Rohinton Mistry, Un si long voyage

un si long voyageDans le Khodadad Building de Bombay, je demande d’abord la famille Noble : Gustad le père, sa femme Dilnavaz et leurs trois enfants, Sohrab, Darius et la petite Roshan. Ils sont Parsis, comme l’auteur, et comme tous les autres habitants de l’immeuble : le vieux Cavasji qui invective les dieux depuis sa fenêtre, l’inspecteur Bamji, Mr Rabadi, ennemi de Gustad, la vieille Miss Kutpitia que tout le monde croit un peu sorcière, Tehmul le simple d’esprit… et puis le major Bilimoria, grand ami de Gustad, dont le départ inexpliqué de Khodadad, antérieur au début de l’histoire, tracasse beaucoup notre héros.

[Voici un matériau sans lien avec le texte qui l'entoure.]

//! Status codes and the thread-local last error
//!
//! Every C entry point runs through [`guard`]: it clears the calling
//! thread's last error, catches panics, and turns any failure into a
//! [`KilnStatus`] plus a message readable with `kiln_last_error_message()`.

use kiln_core::Error as CoreError;
use std::cell::RefCell;
use std::ffi::CString;
use std::os::raw::c_char;
use std::panic::{self, AssertUnwindSafe};
use std::ptr;

/// Result code returned by every fallible C function
#[repr(C)]
#[derive(Debug, Clone, Copy, PartialEq, Eq)]
pub enum KilnStatus {
    Ok = 0,
    DeviceUnavailable = 1,
    CompilationError = 2,
    UnboundParameter = 3,
    TypeMismatch = 4,
    ShapeMismatch = 5,
    ExecutionError = 6,
    InvalidHandle = 7,
    InvalidArgument = 8,
    InvalidState = 9,
    InternalError = 10,
}

/// Failures raised at the C boundary
#[derive(Debug, thiserror::Error)]
pub(crate) enum FfiError {
    #[error(transparent)]
    Core(#[from] CoreError),

    #[error("invalid {kind} handle {handle}")]
    InvalidHandle { kind: &'static str, handle: u64 },

    #[error("invalid argument: {0}")]
    InvalidArgument(String),

    #[error("invalid state: {0}")]
    InvalidState(String),

    #[error("internal error: {0}")]
    Internal(String),
}

impl FfiError {
    pub(crate) fn invalid_handle(kind: &'static str, handle: u64) -> Self {
        FfiError::InvalidHandle { kind, handle }
    }

    pub(crate) fn invalid_argument(msg: impl Into<String>) -> Self {
        FfiError::InvalidArgument(msg.into())
    }

    pub(crate) fn status(&self) -> KilnStatus {
        match self {
            FfiError::Core(err) => match err {
                CoreError::DeviceUnavailable(_) => KilnStatus::DeviceUnavailable,
                CoreError::Compilation { .. } => KilnStatus::CompilationError,
                CoreError::UnboundParameter { .. } => KilnStatus::UnboundParameter,
                CoreError::TypeMismatch { .. } => KilnStatus::TypeMismatch,
                CoreError::ShapeMismatch { .. } => KilnStatus::ShapeMismatch,
                CoreError::Execution(_) => KilnStatus::ExecutionError,
                CoreError::Destroyed(_) => KilnStatus::InvalidHandle,
                CoreError::DanglingBinding { .. } => KilnStatus::InvalidState,
                CoreError::ForeignResource { .. } => KilnStatus::InvalidArgument,
                CoreError::Backend(_) => KilnStatus::InternalError,
            },
            FfiError::InvalidHandle { .. } => KilnStatus::InvalidHandle,
            FfiError::InvalidArgument(_) => KilnStatus::InvalidArgument,
            FfiError::InvalidState(_) => KilnStatus::InvalidState,
            FfiError::Internal(_) => KilnStatus::InternalError,
        }
    }
}

pub(crate) type FfiResult<T> = std::result::Result<T, FfiError>;

thread_local! {
    static LAST_ERROR: RefCell<Option<CString>> = const { RefCell::new(None) };
}

fn set_last_error(message: String) {
    // Interior NULs would truncate the message on the C side
    let message = CString::new(message.replace('\0', " ")).unwrap_or_default();
    LAST_ERROR.with(|slot| *slot.borrow_mut() = Some(message));
}

fn clear_last_error() {
    LAST_ERROR.with(|slot| {
        slot.borrow_mut().take();
    });
}

/// Message of the calling thread's last failure, if any
pub fn last_error_message() -> Option<String> {
    LAST_ERROR.with(|slot| slot.borrow().as_ref().map(|s| s.to_string_lossy().into_owned()))
}

/// Run one C entry point
pub(crate) fn guard(function: &'static str, body: impl FnOnce() -> FfiResult<()>) -> KilnStatus {
    clear_last_error();
    let outcome = panic::catch_unwind(AssertUnwindSafe(body)).unwrap_or_else(|payload| {
        let message = payload
            .downcast_ref::<&str>()
            .map(|s| s.to_string())
            .or_else(|| payload.downcast_ref::<String>().cloned())
            .unwrap_or_else(|| "unknown panic".to_string());
        Err(FfiError::Internal(format!("panic in {}: {}", function, message)))
    });

    match outcome {
        Ok(()) => KilnStatus::Ok,
        Err(err) => {
            let status = err.status();
            tracing::debug!(function = function, status = ?status, error = %err, "ffi_call_failed");
            set_last_error(err.to_string());
            status
        }
    }
}

/// Message describing the calling thread's last failed call
///
/// Returns NULL when the last call succeeded. The string stays valid until
/// the next kiln call on the same thread.
#[no_mangle]
pub extern "C" fn kiln_last_error_message() -> *const c_char {
    LAST_ERROR.with(|slot| slot.borrow().as_ref().map_or(ptr::null(), |s| s.as_ptr()))
}

impl KilnStatus {
    const ALL: [KilnStatus; 11] = [
        KilnStatus::Ok,
        KilnStatus::DeviceUnavailable,
        KilnStatus::CompilationError,
        KilnStatus::UnboundParameter,
        KilnStatus::TypeMismatch,
        KilnStatus::ShapeMismatch,
        KilnStatus::ExecutionError,
        KilnStatus::InvalidHandle,
        KilnStatus::InvalidArgument,
        KilnStatus::InvalidState,
        KilnStatus::InternalError,
    ];

    /// Status with numeric value `code`, if there is one
    pub fn from_code(code: i32) -> Option<Self> {
        Self::ALL.into_iter().find(|status| *status as i32 == code)
    }

    fn c_name(self) -> &'static [u8] {
        match self {
            KilnStatus::Ok => b"KILN_OK\0",
            KilnStatus::DeviceUnavailable => b"KILN_DEVICE_UNAVAILABLE\0",
            KilnStatus::CompilationError => b"KILN_COMPILATION_ERROR\0",
            KilnStatus::UnboundParameter => b"KILN_UNBOUND_PARAMETER\0",
            KilnStatus::TypeMismatch => b"KILN_TYPE_MISMATCH\0",
            KilnStatus::ShapeMismatch => b"KILN_SHAPE_MISMATCH\0",
            KilnStatus::ExecutionError => b"KILN_EXECUTION_ERROR\0",
            KilnStatus::InvalidHandle => b"KILN_INVALID_HANDLE\0",
            KilnStatus::InvalidArgument => b"KILN_INVALID_ARGUMENT\0",
            KilnStatus::InvalidState => b"KILN_INVALID_STATE\0",
            KilnStatus::InternalError => b"KILN_INTERNAL_ERROR\0",
        }
    }
}

/// Static name of a status code (`"KILN_OK"`, ...)
///
/// Takes the raw code so any integer from C is accepted; codes that are not
/// a `kiln_status_t` value yield `"KILN_UNKNOWN"`.
#[no_mangle]
pub extern "C" fn kiln_status_name(status: i32) -> *const c_char {
    let name = KilnStatus::from_code(status).map_or(&b"KILN_UNKNOWN\0"[..], KilnStatus::c_name);
    name.as_ptr() as *const c_char
}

L'entrée d'un temple du feu parsi à Bombay
L’entrée d’un temple parsi à Bombay

Point culture : Les Parsis sont une petite minorité parmi la grande mosaïque de peuples et de religions d’Inde. Leurs ancêtres ont fui la Perse au moment de la conquête musulmane car ils étaient des adeptes de la religion de Zarathoustra le prophète. Je sais, ça ne dit pas grand chose à pas grand monde, à moi non plus d’ailleurs (à part le titre du livre de Nietzsche, « Ainsi parla Zarathoustra ») et le roman ne se centre pas sur les spécificités parsies, même s’il en dévoile quelques rites : la prière du kusti, la croyance que si l’on profère des malédictions des petits anges viendront les accomplir, et surtout, le rite mortuaire (âmes sensibles, s’abstenir) : le corps nu du défunt est emmené en haut d’une haute tour, la tour du silence, et laissé à l’appétit des vautours jusqu’à ce qu’il ne reste plus rien de lui (les Parsis ne pratiquent pas la crémation comme les hindous car ils révèrent le feu). Les Parsis vivent de façon très communautaire, on les retrouve surtout à Bombay et dans le secteur bancaire. (Au fait, saviez-vous que Freddy Mercury, le chanteur de Queen, était parsi ??).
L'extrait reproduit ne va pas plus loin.